Lors des États généraux de la justice congolaise, le Professeur Émérite Raphaël Nyabirungu mwene Songa a développé le thème « La Justice pénale ordinaire et réformes ». Il a souligné que ces assises visent à reconnaître et corriger les dysfonctionnements dans le système judiciaire actuel. Selon lui, malgré les précédentes tentatives de réformes, les mêmes problèmes persistent, ce qui témoigne d’une tendance à négliger les valeurs fondamentales définies par les pères de l’indépendance. Il a rappelé les aspirations de Patrice Lumumba pour une justice débarrassée des lois coloniales, aspirations malheureusement entravées par l’héritage de ces lois, notamment le Code pénal de 1940 et le Code de procédure pénale de 1959, encore en vigueur.
Nyabirungu a critiqué l’inadéquation de ces codes coloniaux avec les besoins d’une nation souveraine, soulignant leur incompatibilité avec un ordre public au service d’un peuple libre. Il a formulé 11 propositions essentielles pour moderniser le Code pénal congolais et le rendre plus adapté aux réalités contemporaines. Parmi ces propositions figurent la définition claire de la finalité et de l’objet du Code pénal, l’intégration des acquis jurisprudentiels, l’actualisation des dispositions relatives à l’extradition et la suppression des immunités pénales pour les crimes contre la paix et la sécurité de l’humanité.
En abordant la situation de la justice pénale en RDC, Nyabirungu a souligné les graves préoccupations concernant son fonctionnement. La justice congolaise est souvent perçue comme corrompue, inefficace et sujette à des pressions politiques, offrant peu de garanties aux citoyens et favorisant l’impunité des puissants. Il appelle à une réforme en profondeur pour restaurer la confiance du public et assurer une application équitable et impartiale des lois.

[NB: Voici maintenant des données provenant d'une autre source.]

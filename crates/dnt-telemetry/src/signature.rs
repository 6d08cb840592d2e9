//! Signature table identifying vendor telemetry artifacts by name or path.
//!
//! There is no vendor-supplied identifier to key on, so artifacts are
//! re-detected on every enumeration by testing names against an ordered
//! pattern list. All comparisons are ASCII case-insensitive.

use crate::types::ArtifactKind;
use serde::{Deserialize, Serialize};

/// How a pattern value is compared.
#[derive(Debug, Clone, Copy, PartialEq, Eq, Serialize, Deserialize)]
#[serde(rename_all = "camelCase")]
pub enum MatchMode {
    /// Whole service name / task name equals the value.
    Exact,
    /// Service name / task name contains the value.
    Contains,
    /// Full task path (or service name) starts with the value.
    PathPrefix,
}

/// One identification rule.
#[derive(Debug, Clone, PartialEq, Eq, Serialize, Deserialize)]
#[serde(rename_all = "camelCase")]
pub struct SignaturePattern {
    pub kind: ArtifactKind,
    pub match_mode: MatchMode,
    pub value: String,
}

impl SignaturePattern {
    pub fn new(kind: ArtifactKind, match_mode: MatchMode, value: impl Into<String>) -> Self {
        Self {
            kind,
            match_mode,
            value: value.into(),
        }
    }

    /// `name` is the service name or leaf task name, `path` the full task path
    /// (equal to `name` for services).
    pub fn matches(&self, name: &str, path: &str) -> bool {
        let value = self.value.to_ascii_lowercase();
        match self.match_mode {
            MatchMode::Exact => name.eq_ignore_ascii_case(&self.value),
            MatchMode::Contains => name.to_ascii_lowercase().contains(&value),
            MatchMode::PathPrefix => path.to_ascii_lowercase().starts_with(&value),
        }
    }
}

/// Ordered, immutable pattern table.
#[derive(Debug, Clone, PartialEq, Eq, Serialize, Deserialize)]
#[serde(transparent)]
pub struct SignatureSet {
    patterns: Vec<SignaturePattern>,
}

impl SignatureSet {
    pub fn new(patterns: Vec<SignaturePattern>) -> Self {
        Self { patterns }
    }

    pub fn patterns(&self) -> &[SignaturePattern] {
        &self.patterns
    }

    pub fn for_kind(&self, kind: ArtifactKind) -> impl Iterator<Item = &SignaturePattern> {
        self.patterns.iter().filter(move |p| p.kind == kind)
    }

    /// First pattern of `kind` matching the object, in table order.
    pub fn first_match(&self, kind: ArtifactKind, name: &str, path: &str) -> Option<&SignaturePattern> {
        self.for_kind(kind).find(|p| p.matches(name, path))
    }

    pub fn is_empty(&self) -> bool {
        self.patterns.is_empty()
    }
}

impl Default for SignatureSet {
    /// Known NVIDIA telemetry artifacts.
    ///
    /// Task names carry a per-install GUID suffix (`NvTmMon_{B2FE1952-...}`),
    /// hence the substring rules.
    fn default() -> Self {
        use ArtifactKind::*;
        use MatchMode::*;
        Self::new(vec![
            SignaturePattern::new(Service, Exact, "NvTelemetryContainer"),
            SignaturePattern::new(ScheduledTask, Contains, "NvTmRep"),
            SignaturePattern::new(ScheduledTask, Contains, "NvTmMon"),
            SignaturePattern::new(ScheduledTask, Contains, "NvProfileUpdater"),
            SignaturePattern::new(ScheduledTask, PathPrefix, "\\NVIDIA\\Telemetry\\"),
        ])
    }
}

#[cfg(test)]
mod tests {
    use super::*;

    #[test]
    fn test_exact_is_case_insensitive() {
        let p = SignaturePattern::new(ArtifactKind::Service, MatchMode::Exact, "NvTelemetryContainer");
        assert!(p.matches("nvtelemetrycontainer", "nvtelemetrycontainer"));
        assert!(!p.matches("NvTelemetryContainer2", "NvTelemetryContainer2"));
    }

    #[test]
    fn test_contains_and_prefix() {
        let c = SignaturePattern::new(ArtifactKind::ScheduledTask, MatchMode::Contains, "NvTmMon");
        assert!(c.matches("NVTMMON_{B2FE1952-0186-46C3-BAEC-A80AA35AC5B8}", "\\x"));
        assert!(!c.matches("NvTm", "\\NvTmMon"));

        let p = SignaturePattern::new(ArtifactKind::ScheduledTask, MatchMode::PathPrefix, "\\NVIDIA\\");
        assert!(p.matches("Anything", "\\nvidia\\Anything"));
        assert!(!p.matches("Anything", "\\Other\\NVIDIA\\Anything"));
    }

    #[test]
    fn test_first_match_respects_order_and_kind() {
        let set = SignatureSet::default();
        let hit = set
            .first_match(ArtifactKind::ScheduledTask, "NvTmRepOnLogon_{X}", "\\NvTmRepOnLogon_{X}")
            .unwrap();
        assert_eq!(hit.value, "NvTmRep");
        assert!(set
            .first_match(ArtifactKind::Service, "NvTmRep", "NvTmRep")
            .is_none());
        assert!(set
            .first_match(ArtifactKind::ScheduledTask, "NvTelemetryContainer", "\\NvTelemetryContainer")
            .is_none());
    }

    #[test]
    fn test_serde_is_a_plain_list() {
        let set = SignatureSet::new(vec![SignaturePattern::new(
            ArtifactKind::Service,
            MatchMode::Exact,
            "a",
        )]);
        let json = serde_json::to_string(&set).unwrap();
        assert_eq!(json, r#"[{"kind":"service","matchMode":"exact","value":"a"}]"#);
    }
}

Par exemple, il critique l’état déplorable des prisons congolaises, qui ne remplissent pas leurs fonctions traditionnelles de réhabilitation et de réintégration des détenus.

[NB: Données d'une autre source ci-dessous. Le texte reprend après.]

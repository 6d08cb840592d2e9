//! Data model of the telemetry engine.

use chrono::NaiveTime;
use dnt_core::DntError;
use dnt_winmgmt::TaskTriggerSpec;
use log::warn;
use serde::{Deserialize, Serialize};
use std::fmt;
use std::str::FromStr;

// ─── Artifacts ───────────────────────────────────────────────────────

/// Kind of OS object a telemetry artifact is.
#[derive(Debug, Clone, Copy, PartialEq, Eq, Hash, Serialize, Deserialize)]
#[serde(rename_all = "camelCase")]
pub enum ArtifactKind {
    Service,
    ScheduledTask,
}

impl fmt::Display for ArtifactKind {
    fn fmt(&self, f: &mut fmt::Formatter<'_>) -> fmt::Result {
        match self {
            Self::Service => write!(f, "service"),
            Self::ScheduledTask => write!(f, "scheduled task"),
        }
    }
}

/// Enabled/disabled semantic state derived from OS attributes.
///
/// `Mixed` only appears when aggregating several artifacts.
#[derive(Debug, Clone, Copy, PartialEq, Eq, Serialize, Deserialize)]
#[serde(rename_all = "camelCase")]
pub enum LogicalState {
    Enabled,
    Disabled,
    Mixed,
    Unknown,
}

impl LogicalState {
    /// Combine per-artifact states. Any `Unknown` wins; an empty set is `Unknown`.
    pub fn aggregate<I: IntoIterator<Item = LogicalState>>(states: I) -> Self {
        let mut acc: Option<LogicalState> = None;
        for state in states {
            acc = Some(match (acc, state) {
                (_, Self::Unknown) | (Some(Self::Unknown), _) => Self::Unknown,
                (None, s) => s,
                (Some(a), s) if a == s => a,
                _ => Self::Mixed,
            });
        }
        acc.unwrap_or(Self::Unknown)
    }
}

impl fmt::Display for LogicalState {
    fn fmt(&self, f: &mut fmt::Formatter<'_>) -> fmt::Result {
        let s = match self {
            Self::Enabled => "enabled",
            Self::Disabled => "disabled",
            Self::Mixed => "mixed",
            Self::Unknown => "unknown",
        };
        f.write_str(s)
    }
}

/// One matched OS object.
#[derive(Debug, Clone, PartialEq, Eq, Serialize, Deserialize)]
#[serde(rename_all = "camelCase")]
pub struct TelemetryArtifact {
    pub kind: ArtifactKind,
    /// Service name or full task path.
    pub id: String,
    pub display_name: String,
    /// State at discovery time. Never reused across refreshes.
    pub state: LogicalState,
}

impl TelemetryArtifact {
    pub fn service(
        name: impl Into<String>,
        display_name: impl Into<String>,
        state: LogicalState,
    ) -> Self {
        Self {
            kind: ArtifactKind::Service,
            id: name.into(),
            display_name: display_name.into(),
            state,
        }
    }

    pub fn task(path: impl Into<String>, state: LogicalState) -> Self {
        let path = path.into();
        Self {
            kind: ArtifactKind::ScheduledTask,
            display_name: path.clone(),
            id: path,
            state,
        }
    }

    /// Label used in the report and the event view, e.g. `Service: NVIDIA Telemetry Container`.
    pub fn label(&self) -> String {
        match self.kind {
            ArtifactKind::Service => format!("Service: {}", self.display_name),
            ArtifactKind::ScheduledTask => format!("Task: {}", self.id),
        }
    }
}

// ─── Transitions ─────────────────────────────────────────────────────

/// Target of a transition. Only the two concrete states can be requested.
#[derive(Debug, Clone, Copy, PartialEq, Eq, Serialize, Deserialize)]
#[serde(rename_all = "camelCase")]
pub enum TargetState {
    Enabled,
    Disabled,
}

impl TargetState {
    pub fn verb(self) -> &'static str {
        match self {
            Self::Enabled => "enable",
            Self::Disabled => "disable",
        }
    }
}

impl From<TargetState> for LogicalState {
    fn from(t: TargetState) -> Self {
        match t {
            TargetState::Enabled => LogicalState::Enabled,
            TargetState::Disabled => LogicalState::Disabled,
        }
    }
}

/// A batch transition request.
#[derive(Debug, Clone, Serialize, Deserialize)]
#[serde(rename_all = "camelCase")]
pub struct TransitionRequest {
    pub target: TargetState,
    pub artifacts: Vec<TelemetryArtifact>,
    /// Services only: stop a running instance before disabling it.
    #[serde(default)]
    pub stop_running_instance: bool,
    #[serde(default)]
    pub emit_log: bool,
}

impl TransitionRequest {
    pub fn new(target: TargetState, artifacts: Vec<TelemetryArtifact>) -> Self {
        Self {
            target,
            artifacts,
            stop_running_instance: false,
            emit_log: false,
        }
    }

    pub fn disable(artifacts: Vec<TelemetryArtifact>) -> Self {
        Self::new(TargetState::Disabled, artifacts)
    }

    pub fn enable(artifacts: Vec<TelemetryArtifact>) -> Self {
        Self::new(TargetState::Enabled, artifacts)
    }

    pub fn stop_running(mut self, stop: bool) -> Self {
        self.stop_running_instance = stop;
        self
    }

    pub fn logged(mut self, emit: bool) -> Self {
        self.emit_log = emit;
        self
    }
}

/// Outcome for one artifact of a batch.
#[derive(Debug, Clone, Serialize, Deserialize)]
#[serde(rename_all = "camelCase")]
pub struct TransitionResult {
    pub kind: ArtifactKind,
    pub id: String,
    pub succeeded: bool,
    pub error: Option<DntError>,
}

impl TransitionResult {
    pub fn ok(artifact: &TelemetryArtifact) -> Self {
        Self {
            kind: artifact.kind,
            id: artifact.id.clone(),
            succeeded: true,
            error: None,
        }
    }

    pub fn failed(artifact: &TelemetryArtifact, error: DntError) -> Self {
        Self {
            kind: artifact.kind,
            id: artifact.id.clone(),
            succeeded: false,
            error: Some(error),
        }
    }
}

// ─── Self-task ───────────────────────────────────────────────────────

/// Recurrence policy of the application's own scheduled task.
///
/// Persisted as an index: 0 AtLogon, 1 Daily, 2 Hourly, 3 OnIdle.
#[derive(Debug, Clone, Copy, Default, PartialEq, Eq, Serialize, Deserialize)]
#[serde(rename_all = "camelCase")]
pub enum SelfTaskTrigger {
    #[default]
    AtLogon,
    Daily,
    Hourly,
    OnIdle,
}

impl SelfTaskTrigger {
    pub const ALL: [SelfTaskTrigger; 4] = [Self::AtLogon, Self::Daily, Self::Hourly, Self::OnIdle];

    /// Out-of-range indices fall back to the default.
    pub fn from_index(index: i32) -> Self {
        usize::try_from(index)
            .ok()
            .and_then(|i| Self::ALL.get(i).copied())
            .unwrap_or_else(|| {
                warn!(
                    "Unknown background task trigger index {}, using {:?}",
                    index,
                    Self::default()
                );
                Self::default()
            })
    }

    pub fn to_index(self) -> i32 {
        match self {
            Self::AtLogon => 0,
            Self::Daily => 1,
            Self::Hourly => 2,
            Self::OnIdle => 3,
        }
    }

    /// The one OS trigger this policy maps to.
    pub fn to_spec(self, daily_at: NaiveTime) -> TaskTriggerSpec {
        match self {
            Self::AtLogon => TaskTriggerSpec::AtLogon,
            Self::Daily => TaskTriggerSpec::Daily { at: daily_at },
            Self::Hourly => TaskTriggerSpec::Hourly,
            Self::OnIdle => TaskTriggerSpec::OnIdle,
        }
    }

    pub fn from_spec(spec: &TaskTriggerSpec) -> Self {
        match spec {
            TaskTriggerSpec::AtLogon => Self::AtLogon,
            TaskTriggerSpec::Daily { .. } => Self::Daily,
            TaskTriggerSpec::Hourly => Self::Hourly,
            TaskTriggerSpec::OnIdle => Self::OnIdle,
        }
    }
}

impl fmt::Display for SelfTaskTrigger {
    fn fmt(&self, f: &mut fmt::Formatter<'_>) -> fmt::Result {
        let s = match self {
            Self::AtLogon => "logon",
            Self::Daily => "daily",
            Self::Hourly => "hourly",
            Self::OnIdle => "idle",
        };
        f.write_str(s)
    }
}

impl FromStr for SelfTaskTrigger {
    type Err = DntError;

    fn from_str(s: &str) -> Result<Self, Self::Err> {
        match s.trim().to_ascii_lowercase().as_str() {
            "logon" | "atlogon" | "at-logon" => Ok(Self::AtLogon),
            "daily" => Ok(Self::Daily),
            "hourly" => Ok(Self::Hourly),
            "idle" | "onidle" | "on-idle" => Ok(Self::OnIdle),
            other => Err(DntError::invalid_input(format!(
                "Unknown trigger '{}', expected one of: logon, daily, hourly, idle",
                other
            ))),
        }
    }
}

/// The application's own task as currently registered.
#[derive(Debug, Clone, PartialEq, Eq, Serialize, Deserialize)]
#[serde(rename_all = "camelCase")]
pub struct SelfTaskHandle {
    pub path: String,
    /// `None` when the registered trigger is not one this application creates.
    pub trigger: Option<SelfTaskTrigger>,
    pub enabled: bool,
}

Pour ce qui est de l’administration pénitentiaire, Nyabirungu critique l’état lamentable des prisons congolaises, qui ne parviennent pas à remplir leurs fonctions traditionnelles de réhabilitation et de réintégration des détenus. Il appelle à la construction urgente de nouvelles infrastructures pénitentiaires respectant la dignité humaine et à la mise en œuvre des fonctions essentielles de la peine, telles que la prévention, la rétribution et la réparation. Il conclut en soulignant la nécessité de poursuivre la réflexion sur ces réformes dans un cadre dédié, impliquant des experts et praticiens du droit. Par exemple, il propose que ces nouvelles infrastructures incluent des programmes de réhabilitation similaires à ceux des pays comme la Norvège, reconnus pour leurs prisons respectueuses de la dignité humaine et efficaces en termes de réinsertion des détenus.